Sri Wahyuni Agustiani (born 13 August 1994) is an Indonesian weightlifter. Competing in the 48 kg body weight category she won silver medals at the 2013 Asian Championships, 2014 and 2018 Asian Games, and 2016 Summer Olympics.

Biography & Early Career 

Sri Wahyuni Agustiani is a Sundanese woman, born on 13 August 1994 at Bandung, West Java - Indonesia.
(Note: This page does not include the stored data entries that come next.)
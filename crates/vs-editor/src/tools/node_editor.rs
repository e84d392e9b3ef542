//! Node editor: drag anchors and handles of one parsed path.
//!
//! Handles are stored on the point they belong to, so a node's two
//! handles are mirrored through that point's own anchor. Every mutation
//! re-serializes the whole path and reports it as [`EditEffect::PathChanged`].
//! A handle drag is bracketed by gesture effects so it lands in history as
//! one step.

use super::{EditEffect, Tool, ToolContext, ToolKind};
use crate::input::InputEvent;
use kurbo::{Point, Vec2};
use vs_core::bezier::{is_smooth, mirror_control_point};
use vs_core::path::{self, CommandKind, PathCommand, PathPoint};

/// New handles are this fraction of the distance to the previous anchor.
const NEW_HANDLE_RATIO: f64 = 0.3;

/// Handle length when the node has no previous anchor.
const DEFAULT_HANDLE_LENGTH: f64 = 50.0;

#[derive(Debug, Clone, Copy, PartialEq, Eq)]
pub enum HandlePart {
    Anchor,
    ControlIn,
    ControlOut,
}

/// Address of one draggable handle: `commands[command].points[point]`.
#[derive(Debug, Clone, Copy, PartialEq, Eq)]
pub struct HandleRef {
    pub command: usize,
    pub point: usize,
    pub part: HandlePart,
}

impl HandleRef {
    pub fn anchor(command: usize, point: usize) -> Self {
        Self {
            command,
            point,
            part: HandlePart::Anchor,
        }
    }
}

#[derive(Debug, Clone, Copy)]
struct NodeDrag {
    handle: HandleRef,
    /// Smoothness of the node before the drag started.
    was_smooth: bool,
}

#[derive(Debug, Default)]
pub struct NodeEditor {
    commands: Vec<PathCommand>,
    selected: Option<HandleRef>,
    drag: Option<NodeDrag>,
}

impl NodeEditor {
    pub fn new(path_data: &str) -> Self {
        Self {
            commands: path::parse(path_data),
            selected: None,
            drag: None,
        }
    }

    pub fn load(&mut self, path_data: &str) {
        *self = Self::new(path_data);
    }

    pub fn commands(&self) -> &[PathCommand] {
        &self.commands
    }

    pub fn selected(&self) -> Option<HandleRef> {
        self.selected
    }

    pub fn path_data(&self) -> String {
        path::serialize(&self.commands)
    }

    pub fn point(&self, at: HandleRef) -> Option<&PathPoint> {
        self.commands.get(at.command)?.points.get(at.point)
    }

    fn point_mut(&mut self, at: HandleRef) -> Option<&mut PathPoint> {
        self.commands.get_mut(at.command)?.points.get_mut(at.point)
    }

    /// Closest handle within `radius` of `p`. Control handles win ties with
    /// their own anchor so they stay grabbable when short.
    pub fn hit_test(&self, p: Point, radius: f64) -> Option<HandleRef> {
        let mut best: Option<(f64, HandleRef)> = None;
        for ((command, point), pt) in path::anchors(&self.commands) {
            let candidates = [
                (Some(pt.pos()), HandlePart::Anchor),
                (pt.control_in, HandlePart::ControlIn),
                (pt.control_out, HandlePart::ControlOut),
            ];
            for (pos, part) in candidates {
                let Some(pos) = pos else { continue };
                let d = pos.distance(p);
                if d > radius {
                    continue;
                }
                if best.is_none_or(|(bd, _)| d < bd || (d == bd && part != HandlePart::Anchor)) {
                    best = Some((d, HandleRef { command, point, part }));
                }
            }
        }
        best.map(|(_, h)| h)
    }

    /// Move a handle to `to`. Anchors carry their handles along; a control
    /// on a node that was smooth drags its opposite handle into mirror.
    pub fn move_handle(&mut self, handle: HandleRef, to: Point, keep_smooth: bool) -> bool {
        let Some(pt) = self.point_mut(handle) else {
            return false;
        };
        match handle.part {
            HandlePart::Anchor => {
                let delta = to - pt.pos();
                pt.set_pos(to);
                pt.control_in = pt.control_in.map(|c| c + delta);
                pt.control_out = pt.control_out.map(|c| c + delta);
            }
            HandlePart::ControlIn => {
                pt.control_in = Some(to);
                if keep_smooth && pt.control_out.is_some() {
                    pt.control_out = Some(mirror_control_point(pt.pos(), to));
                }
            }
            HandlePart::ControlOut => {
                pt.control_out = Some(to);
                if keep_smooth && pt.control_in.is_some() {
                    pt.control_in = Some(mirror_control_point(pt.pos(), to));
                }
            }
        }
        true
    }

    /// Whether the node at `at` currently has mirrored handles.
    pub fn is_node_smooth(&self, at: HandleRef) -> bool {
        self.point(at).is_some_and(|pt| match (pt.control_in, pt.control_out) {
            (Some(cin), Some(cout)) => is_smooth(pt.pos(), cin, cout),
            _ => false,
        })
    }

    /// Toggle a node between sharp (no handles) and smooth (mirrored
    /// handles along the incoming direction). Move-to and arc anchors
    /// cannot carry handles and are left alone.
    pub fn toggle_smooth(&mut self, at: HandleRef) -> bool {
        let anchor_ref = HandleRef::anchor(at.command, at.point);
        let previous = path::anchors(&self.commands)
            .take_while(|(idx, _)| *idx != (at.command, at.point))
            .last()
            .map(|(_, p)| p.pos());

        let Some(cmd) = self.commands.get_mut(anchor_ref.command) else {
            return false;
        };
        let kind = cmd.kind;
        if matches!(kind, CommandKind::M | CommandKind::A | CommandKind::Z) {
            return false;
        }
        let Some(pt) = cmd.points.get_mut(anchor_ref.point) else {
            return false;
        };

        if pt.has_handles() {
            pt.control_in = None;
            pt.control_out = None;
            if matches!(kind, CommandKind::C | CommandKind::S | CommandKind::Q | CommandKind::T) {
                cmd.kind = CommandKind::L;
            }
            log::debug!("node {}:{} -> sharp", at.command, at.point);
        } else {
            let anchor = pt.pos();
            let (dir, length) = match previous {
                Some(prev) if prev != anchor => {
                    let v = anchor - prev;
                    (v / v.hypot(), v.hypot() * NEW_HANDLE_RATIO)
                }
                _ => (Vec2::new(1.0, 0.0), DEFAULT_HANDLE_LENGTH),
            };
            pt.control_in = Some(anchor - dir * length);
            pt.control_out = Some(anchor + dir * length);
            if matches!(kind, CommandKind::L | CommandKind::H | CommandKind::V | CommandKind::T) {
                cmd.kind = CommandKind::C;
            }
            log::debug!("node {}:{} -> smooth", at.command, at.point);
        }
        true
    }

    fn changed(&self) -> Vec<EditEffect> {
        vec![EditEffect::PathChanged(self.path_data())]
    }
}

impl Tool for NodeEditor {
    fn kind(&self) -> ToolKind {
        ToolKind::NodeEdit
    }

    fn handle(&mut self, event: &InputEvent, ctx: &ToolContext<'_>) -> Vec<EditEffect> {
        match *event {
            InputEvent::PointerDown { x, y, .. } => {
                self.selected = self.hit_test(Point::new(x, y), ctx.config.handle_hit_radius);
                self.drag = self.selected.map(|handle| NodeDrag {
                    handle,
                    was_smooth: self.is_node_smooth(handle),
                });
                if self.drag.is_some() {
                    vec![EditEffect::BeginGesture]
                } else {
                    vec![]
                }
            }
            InputEvent::PointerMove { x, y, .. } => {
                let Some(drag) = self.drag else {
                    return vec![];
                };
                let to = match drag.handle.part {
                    HandlePart::Anchor => {
                        let (sx, sy) = ctx.snap(x, y);
                        Point::new(sx, sy)
                    }
                    HandlePart::ControlIn | HandlePart::ControlOut => Point::new(x, y),
                };
                if self.point(drag.handle).is_some_and(|pt| match drag.handle.part {
                    HandlePart::Anchor => pt.pos() == to,
                    HandlePart::ControlIn => pt.control_in == Some(to),
                    HandlePart::ControlOut => pt.control_out == Some(to),
                }) {
                    return vec![];
                }
                if self.move_handle(drag.handle, to, drag.was_smooth) {
                    self.changed()
                } else {
                    vec![]
                }
            }
            InputEvent::PointerUp { .. } => match self.drag.take() {
                Some(_) => vec![EditEffect::EndGesture],
                None => vec![],
            },
            InputEvent::DoubleClick { x, y, .. } => {
                let Some(hit) = self.hit_test(Point::new(x, y), ctx.config.handle_hit_radius) else {
                    return vec![];
                };
                self.drag = None;
                if self.toggle_smooth(hit) {
                    self.selected = Some(HandleRef::anchor(hit.command, hit.point));
                    self.changed()
                } else {
                    vec![]
                }
            }
        }
    }

    fn cancel(&mut self) {
        self.drag = None;
        self.selected = None;
    }
}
Since she was 10 years old, she is passionate about weightlifting world, where her dad was her first teacher and inspiration at first.
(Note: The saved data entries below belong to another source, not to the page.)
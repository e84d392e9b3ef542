pub mod boolean;
pub mod history;
pub mod input;
pub mod snapshot;
pub mod studio;
pub mod tools;

pub use boolean::{BooleanBridge, BooleanOp, GeometryKernel, KernelError, KernelLoader, OperationKey};
pub use history::{DEFAULT_MAX_HISTORY, History, HistoryOptions, IndexedHistory, TimelineHistory};
pub use input::{InputEvent, Modifiers};
pub use snapshot::{OutlineKey, OutlineNode, StageSnapshot, StudioMutation, reduce};
pub use studio::{Studio, StudioEvent, SubscriptionId};
pub use tools::{EditEffect, NodeEditor, PenTool, Placement, StageTool, Tool, ToolContext, ToolKind};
She started her foray at weightlifting national competition, where she has showed her talent since junior competitions, she's start joining the women's lifting international competition at the age of 15. She won two golds and one silver at the IWF Junior World Weightlifting Championships in Kazan, Russia in June 2014, organised by the International Weightlifting Federation (IWF).

2013 Southeast Asian Games, 2014 Asian Games-2016 Summer Olympics
Before the Olympics, Bandung-born Sri Wahyuni Agustiani had already shown huge potentials after winning silver in the 2014 Asian Games held in Incheon-South Korea and gold in the 2013 Southeast Asian Games.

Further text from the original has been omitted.